• _ASSIGNED TASK_
In this exercise, reproduce all the entries that follow exactly.

• _MATERIAL FOR THE TASK_
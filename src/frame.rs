use crate::constants::{EDITOR_HELP_ID, MAX_FRAME_DT_SEC, OVERLAY_REFRESH_SEC};
use crate::overlay;
use crate::render;
use instant::Instant;
use scrollpath_core::{LineVertex, SceneKey, SharedContext};
use std::cell::RefCell;
use std::rc::Rc;
use wasm_bindgen::closure::Closure;
use wasm_bindgen::JsCast;
use web_sys as web;

pub struct FrameContext<'a> {
    pub ctx: SharedContext,
    pub canvas: web::HtmlCanvasElement,
    pub document: web::Document,
    pub gpu: Option<render::GpuState<'a>>,
    pub last_instant: Instant,
    overlay_accum: f32,
    lines_key: Option<SceneKey>,
    lines: Vec<LineVertex>,
}

impl<'a> FrameContext<'a> {
    pub fn new(
        ctx: SharedContext,
        canvas: web::HtmlCanvasElement,
        document: web::Document,
        gpu: Option<render::GpuState<'a>>,
    ) -> Self {
        Self {
            ctx,
            canvas,
            document,
            gpu,
            last_instant: Instant::now(),
            // Force an overlay refresh on the first frame
            overlay_accum: OVERLAY_REFRESH_SEC,
            lines_key: None,
            lines: Vec::new(),
        }
    }

    pub fn frame(&mut self) {
        let now = Instant::now();
        let dt_sec = (now - self.last_instant)
            .as_secs_f32()
            .min(MAX_FRAME_DT_SEC);
        self.last_instant = now;

        let width = self.canvas.width();
        let height = self.canvas.height();

        let view_proj = {
            let mut ctx = self.ctx.borrow_mut();
            ctx.camera
                .set_aspect(width.max(1) as f32 / height.max(1) as f32);
            ctx.frame();
            if ctx.camera.take_projection_dirty() {
                log::debug!(
                    "[gpu] projection aspect={:.3} fov={:?}",
                    ctx.camera.aspect,
                    ctx.camera.fov()
                );
            }

            let key = ctx.scene_key();
            if self.lines_key != Some(key) {
                self.lines = ctx.scene_lines();
                self.lines_key = Some(key);
            }

            self.overlay_accum += dt_sec;
            if self.overlay_accum >= OVERLAY_REFRESH_SEC {
                self.overlay_accum = 0.0;
                overlay::set_debug_lines(&self.document, &ctx.report().lines());
                overlay::set_visible(&self.document, EDITOR_HELP_ID, ctx.debug());
            }

            ctx.camera.view_proj()
        };

        if let Some(g) = self.gpu.as_mut() {
            g.resize_if_needed(width, height);
            match g.render(view_proj, &self.lines) {
                Ok(()) => {}
                Err(wgpu::SurfaceError::Lost | wgpu::SurfaceError::Outdated) => g.reconfigure(),
                Err(e) => log::error!("[gpu] render error: {:?}", e),
            }
        }
    }
}

pub async fn init_gpu(canvas: &web::HtmlCanvasElement) -> Option<render::GpuState<'static>> {
    // leak a canvas clone to satisfy 'static lifetime for surface
    let leaked_canvas = Box::leak(Box::new(canvas.clone()));
    match render::GpuState::new(leaked_canvas).await {
        Ok(g) => Some(g),
        Err(e) => {
            log::error!("WebGPU init error: {:?}", e);
            None
        }
    }
}

type TickClosure = Rc<RefCell<Option<Closure<dyn FnMut()>>>>;

fn request_frame(tick: &TickClosure) {
    if let (Some(w), Some(cb)) = (web::window(), tick.borrow().as_ref()) {
        _ = w.request_animation_frame(cb.as_ref().unchecked_ref());
    }
}

pub fn start_loop(frame_ctx: Rc<RefCell<FrameContext<'static>>>) {
    let tick: TickClosure = Rc::new(RefCell::new(None));
    let tick_clone = tick.clone();
    *tick.borrow_mut() = Some(Closure::wrap(Box::new(move || {
        frame_ctx.borrow_mut().frame();
        request_frame(&tick_clone);
    }) as Box<dyn FnMut()>));
    request_frame(&tick);
}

• _RESPONSE FOR THIS EXERCISE_
filename src/frame.rs
use crate::constants::{EDITOR_HELP_ID, MAX_FRAME_DT_SEC, OVERLAY_REFRESH_SEC};
use crate::overlay;
use crate::render;
use instant::Instant;
use scrollpath_core::{LineVertex, SceneKey, SharedContext};
use std::cell::RefCell;
use std::rc::Rc;
use wasm_bindgen::closure::Closure;
use wasm_bindgen::JsCast;
use web_sys as web;

pub struct FrameContext<'a> {
    pub ctx: SharedContext,
    pub canvas: web::HtmlCanvasElement,
    pub document: web::Document,
    pub gpu: Option<render::GpuState<'a>>,
    pub last_instant: Instant,
    overlay_accum: f32,
    lines_key: Option<SceneKey>,
    lines: Vec<LineVertex>,
}

impl<'a> FrameContext<'a> {
    pub fn new(
        ctx: SharedContext,
        canvas: web::HtmlCanvasElement,
        document: web::Document,
        gpu: Option<render::GpuState<'a>>,
    ) -> Self {
        Self {
            ctx,
            canvas,
            document,
            gpu,
            last_instant: Instant::now(),
            // Force an overlay refresh on the first frame
            overlay_accum: OVERLAY_REFRESH_SEC,
            lines_key: None,
            lines: Vec::new(),
        }
    }

    pub fn frame(&mut self) {
        let now = Instant::now();
        let dt_sec = (now - self.last_instant)
            .as_secs_f32()
            .min(MAX_FRAME_DT_SEC);
        self.last_instant = now;

        let width = self.canvas.width();
        let height = self.canvas.height();

        let view_proj = {
            let mut ctx = self.ctx.borrow_mut();
            ctx.camera
                .set_aspect(width.max(1) as f32 / height.max(1) as f32);
            ctx.frame();
            if ctx.camera.take_projection_dirty() {
                log::debug!(
                    "[gpu] projection aspect={:.3} fov={:?}",
                    ctx.camera.aspect,
                    ctx.camera.fov()
                );
            }

            let key = ctx.scene_key();
            if self.lines_key != Some(key) {
                self.lines = ctx.scene_lines();
                self.lines_key = Some(key);
            }

            self.overlay_accum += dt_sec;
            if self.overlay_accum >= OVERLAY_REFRESH_SEC {
                self.overlay_accum = 0.0;
                overlay::set_debug_lines(&self.document, &ctx.report().lines());
                overlay::set_visible(&self.document, EDITOR_HELP_ID, ctx.debug());
            }

            ctx.camera.view_proj()
        };

        if let Some(g) = self.gpu.as_mut() {
            g.resize_if_needed(width, height);
            match g.render(view_proj, &self.lines) {
                Ok(()) => {}
                Err(wgpu::SurfaceError::Lost | wgpu::SurfaceError::Outdated) => g.reconfigure(),
                Err(e) => log::error!("[gpu] render error: {:?}", e),
            }
        }
    }
}

pub async fn init_gpu(canvas: &web::HtmlCanvasElement) -> Option<render::GpuState<'static>> {
    // leak a canvas clone to satisfy 'static lifetime for surface
    let leaked_canvas = Box::leak(Box::new(canvas.clone()));
    match render::GpuState::new(leaked_canvas).await {
        Ok(g) => Some(g),
        Err(e) => {
            log::error!("WebGPU init error: {:?}", e);
            None
        }
    }
}

type TickClosure = Rc<RefCell<Option<Closure<dyn FnMut()>>>>;

fn request_frame(tick: &TickClosure) {
    if let (Some(w), Some(cb)) = (web::window(), tick.borrow().as_ref()) {
        _ = w.request_animation_frame(cb.as_ref().unchecked_ref());
    }
}

pub fn start_loop(frame_ctx: Rc<RefCell<FrameContext<'static>>>) {
    let tick: TickClosure = Rc::new(RefCell::new(None));
    let tick_clone = tick.clone();
    *tick.borrow_mut() = Some(Closure::wrap(Box::new(move || {
        frame_ctx.borrow_mut().frame();
        request_frame(&tick_clone);
    }) as Box<dyn FnMut()>));
    request_frame(&tick);
}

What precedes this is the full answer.